Mais ces principes ayant été dotés par le christianisme d’une force inouïe, l’humanité les porte encore en elle, et ils la soutiendront encore longtemps. Quant aux principes nouveaux, ils sont l’aveu direct de la vie matérielle du monde, voilà pourquoi la vie se développe maintenant si somptueusement. Il y a de l’espace pour tout, pour l’activité de toutes sortes, pour la science, pour l’art, pour le culte de Mars, de Vénus et de Mercure. La vie actuelle porte en soi la contradiction. Elle n’est possible que parce que l’homme peut vivre sans accord intérieur, en s’accrochant à une idée quelconque, par exemple, celles de la liberté, du nationalisme, de l’instruction obligatoire, etc. Et moi je nie la plus extrême de leurs négations, et je dis que si les hommes vivent et agissent, ce n’est que grâce à des principes positifs quelconques, en se trompant soi-même, en prenant le mirage pour la réalité, en aimant et se fâchant, sans objet, pour l’amour et la colère.

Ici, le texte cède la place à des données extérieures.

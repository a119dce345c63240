//! Data steward tools: disease resolution, disease → target associations,
//! target → drug lookups and drug detail.

use anyhow::Result;
use async_trait::async_trait;
use otagent_sources::OpenTargetsClient;
use serde::Deserialize;
use serde_json::{json, Value};

use super::{limit_or_default, parse_params, OpenTargetsTool};

fn default_true() -> bool { true }

// ── search_disease_by_name ───────────────────────────────────────────────────

pub struct SearchDiseaseTool {
    client: OpenTargetsClient,
}

impl SearchDiseaseTool {
    pub fn new(client: OpenTargetsClient) -> Self { Self { client } }
}

#[derive(Debug, Deserialize)]
struct SearchDiseaseParams {
    disease_name: String,
}

#[async_trait]
impl OpenTargetsTool for SearchDiseaseTool {
    fn name(&self) -> &str { "search_disease_by_name" }

    fn description(&self) -> &str {
        "Resolve a free-text disease name (e.g. 'asthma') to its EFO/MONDO identifier. \
         The top search hit is returned. Fails when no disease matches."
    }

    fn parameters_schema(&self) -> Value {
        json!({
            "type": "object",
            "properties": {
                "disease_name": {
                    "type": "string",
                    "description": "Disease name to search for, e.g. 'asthma'."
                }
            },
            "required": ["disease_name"]
        })
    }

    async fn invoke(&self, params: Value) -> Result<Value> {
        let p: SearchDiseaseParams = parse_params(self.name(), params)?;
        let id = self.client.resolve_disease(&p.disease_name).await?;
        Ok(Value::String(id))
    }
}

// ── get_disease_targets ──────────────────────────────────────────────────────

pub struct DiseaseTargetsTool {
    client: OpenTargetsClient,
    default_limit: usize,
}

impl DiseaseTargetsTool {
    pub fn new(client: OpenTargetsClient, default_limit: usize) -> Self {
        Self { client, default_limit }
    }
}

#[derive(Debug, Deserialize)]
struct DiseaseTargetsParams {
    disease_id: String,
    limit: Option<usize>,
    #[serde(default = "default_true")]
    return_ensembl_ids: bool,
}

#[async_trait]
impl OpenTargetsTool for DiseaseTargetsTool {
    fn name(&self) -> &str { "get_disease_targets" }

    fn description(&self) -> &str {
        "List the targets most strongly associated with a disease, highest overall \
         association score first. Returns Ensembl gene ids, or approved gene symbols \
         when return_ensembl_ids is false."
    }

    fn parameters_schema(&self) -> Value {
        json!({
            "type": "object",
            "properties": {
                "disease_id": {
                    "type": "string",
                    "description": "EFO/MONDO identifier, e.g. MONDO_0004979."
                },
                "limit": {
                    "type": "integer",
                    "minimum": 1,
                    "description": "Maximum number of targets to return.",
                    "default": self.default_limit
                },
                "return_ensembl_ids": {
                    "type": "boolean",
                    "description": "Return Ensembl ids (true) or gene symbols (false).",
                    "default": true
                }
            },
            "required": ["disease_id"]
        })
    }

    async fn invoke(&self, params: Value) -> Result<Value> {
        let p: DiseaseTargetsParams = parse_params(self.name(), params)?;
        let limit = limit_or_default(self.name(), p.limit, self.default_limit)?;

        tracing::info!(
            tool = "get_disease_targets",
            disease = %p.disease_id,
            limit,
            ensembl = p.return_ensembl_ids,
            "Fetching disease targets"
        );

        let targets = self
            .client
            .fetch_targets_for_disease(&p.disease_id, limit, !p.return_ensembl_ids)
            .await?;
        Ok(json!(targets))
    }
}

// ── get_disease_associations ─────────────────────────────────────────────────

pub struct DiseaseAssociationsTool {
    client: OpenTargetsClient,
    default_limit: usize,
}

impl DiseaseAssociationsTool {
    pub fn new(client: OpenTargetsClient, default_limit: usize) -> Self {
        Self { client, default_limit }
    }
}

#[derive(Debug, Deserialize)]
struct DiseaseAssociationsParams {
    disease_id: String,
    limit: Option<usize>,
}

#[async_trait]
impl OpenTargetsTool for DiseaseAssociationsTool {
    fn name(&self) -> &str { "get_disease_associations" }

    fn description(&self) -> &str {
        "Full disease-target association records: target id, approved symbol, overall \
         score and per-datatype evidence scores, highest overall score first."
    }

    fn parameters_schema(&self) -> Value {
        json!({
            "type": "object",
            "properties": {
                "disease_id": {
                    "type": "string",
                    "description": "EFO/MONDO identifier, e.g. EFO_0000270."
                },
                "limit": {
                    "type": "integer",
                    "minimum": 1,
                    "default": self.default_limit
                }
            },
            "required": ["disease_id"]
        })
    }

    async fn invoke(&self, params: Value) -> Result<Value> {
        let p: DiseaseAssociationsParams = parse_params(self.name(), params)?;
        let limit = limit_or_default(self.name(), p.limit, self.default_limit)?;
        let records = self.client.fetch_associations(&p.disease_id, limit).await?;
        Ok(serde_json::to_value(records)?)
    }
}

// ── get_target_drugs ─────────────────────────────────────────────────────────

pub struct TargetDrugsTool {
    client: OpenTargetsClient,
    default_limit: usize,
}

impl TargetDrugsTool {
    pub fn new(client: OpenTargetsClient, default_limit: usize) -> Self {
        Self { client, default_limit }
    }
}

#[derive(Debug, Deserialize)]
struct TargetDrugsParams {
    target_ids: Vec<String>,
    limit: Option<usize>,
}

#[async_trait]
impl OpenTargetsTool for TargetDrugsTool {
    fn name(&self) -> &str { "get_target_drugs" }

    fn description(&self) -> &str {
        "Known drugs for each Ensembl target id, as a map of target id to unique drug \
         names. Unknown targets and failed lookups map to an empty list."
    }

    fn parameters_schema(&self) -> Value {
        json!({
            "type": "object",
            "properties": {
                "target_ids": {
                    "type": "array",
                    "items": { "type": "string" },
                    "description": "Ensembl gene ids, e.g. [\"ENSG00000157764\"]."
                },
                "limit": {
                    "type": "integer",
                    "minimum": 1,
                    "description": "Maximum known-drug rows considered per target.",
                    "default": self.default_limit
                }
            },
            "required": ["target_ids"]
        })
    }

    async fn invoke(&self, params: Value) -> Result<Value> {
        let p: TargetDrugsParams = parse_params(self.name(), params)?;
        let limit = limit_or_default(self.name(), p.limit, self.default_limit)?;
        let drugs = self.client.fetch_drugs_for_targets(&p.target_ids, limit).await;
        Ok(serde_json::to_value(drugs)?)
    }
}

// ── search_drugs_by_name ─────────────────────────────────────────────────────

pub struct SearchDrugsTool {
    client: OpenTargetsClient,
    default_limit: usize,
}

impl SearchDrugsTool {
    pub fn new(client: OpenTargetsClient, default_limit: usize) -> Self {
        Self { client, default_limit }
    }
}

#[derive(Debug, Deserialize)]
struct SearchDrugsParams {
    drug_names: Vec<String>,
    limit: Option<usize>,
}

#[async_trait]
impl OpenTargetsTool for SearchDrugsTool {
    fn name(&self) -> &str { "search_drugs_by_name" }

    fn description(&self) -> &str {
        "Search drug names and return the best matching drug hits (ChEMBL id, name, \
         description, score) for each unique name."
    }

    fn parameters_schema(&self) -> Value {
        json!({
            "type": "object",
            "properties": {
                "drug_names": {
                    "type": "array",
                    "items": { "type": "string" }
                },
                "limit": {
                    "type": "integer",
                    "minimum": 1,
                    "description": "Hits kept per name.",
                    "default": self.default_limit
                }
            },
            "required": ["drug_names"]
        })
    }

    async fn invoke(&self, params: Value) -> Result<Value> {
        let p: SearchDrugsParams = parse_params(self.name(), params)?;
        let limit = limit_or_default(self.name(), p.limit, self.default_limit)?;
        let hits = self.client.resolve_drugs(&p.drug_names, limit).await;
        Ok(serde_json::to_value(hits)?)
    }
}

// ── get_drugs_info ───────────────────────────────────────────────────────────

pub struct DrugsInfoTool {
    client: OpenTargetsClient,
}

impl DrugsInfoTool {
    pub fn new(client: OpenTargetsClient) -> Self { Self { client } }
}

#[derive(Debug, Deserialize)]
struct DrugsInfoParams {
    drug_ids: Vec<String>,
    #[serde(default = "default_true")]
    search_by_name: bool,
}

#[async_trait]
impl OpenTargetsTool for DrugsInfoTool {
    fn name(&self) -> &str { "get_drugs_info" }

    fn description(&self) -> &str {
        "Drug detail (name, description, maximum clinical trial phase, mechanisms of \
         action with their targets) keyed by ChEMBL id. With search_by_name the inputs \
         are drug names resolved to their best match first; otherwise they are ChEMBL ids. \
         Unknown drugs map to null."
    }

    fn parameters_schema(&self) -> Value {
        json!({
            "type": "object",
            "properties": {
                "drug_ids": {
                    "type": "array",
                    "items": { "type": "string" },
                    "description": "Drug names or ChEMBL ids, depending on search_by_name."
                },
                "search_by_name": {
                    "type": "boolean",
                    "default": true
                }
            },
            "required": ["drug_ids"]
        })
    }

    async fn invoke(&self, params: Value) -> Result<Value> {
        let p: DrugsInfoParams = parse_params(self.name(), params)?;
        let details = self
            .client
            .fetch_drug_details(&p.drug_ids, p.search_by_name)
            .await;
        Ok(serde_json::to_value(details)?)
    }
}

J’observe depuis longtemps, mais ne vois pas d’idéal clair. Est-ce vous qui me le reprocherez ? N’est-ce point vous qui ne voyez que la déformation et le mensonge dans les sphères les plus immenses et les formes les plus répandues de la vie humaine ? Si vous niez une chose et moi l’autre, votre négation est plus large par la dimension et plus difficile à expliquer que la mienne. L’histoire universelle, dans l’un et l’autre cas, est l’histoire de la folie — selon vous, la folie est plus panique et cruelle que selon moi.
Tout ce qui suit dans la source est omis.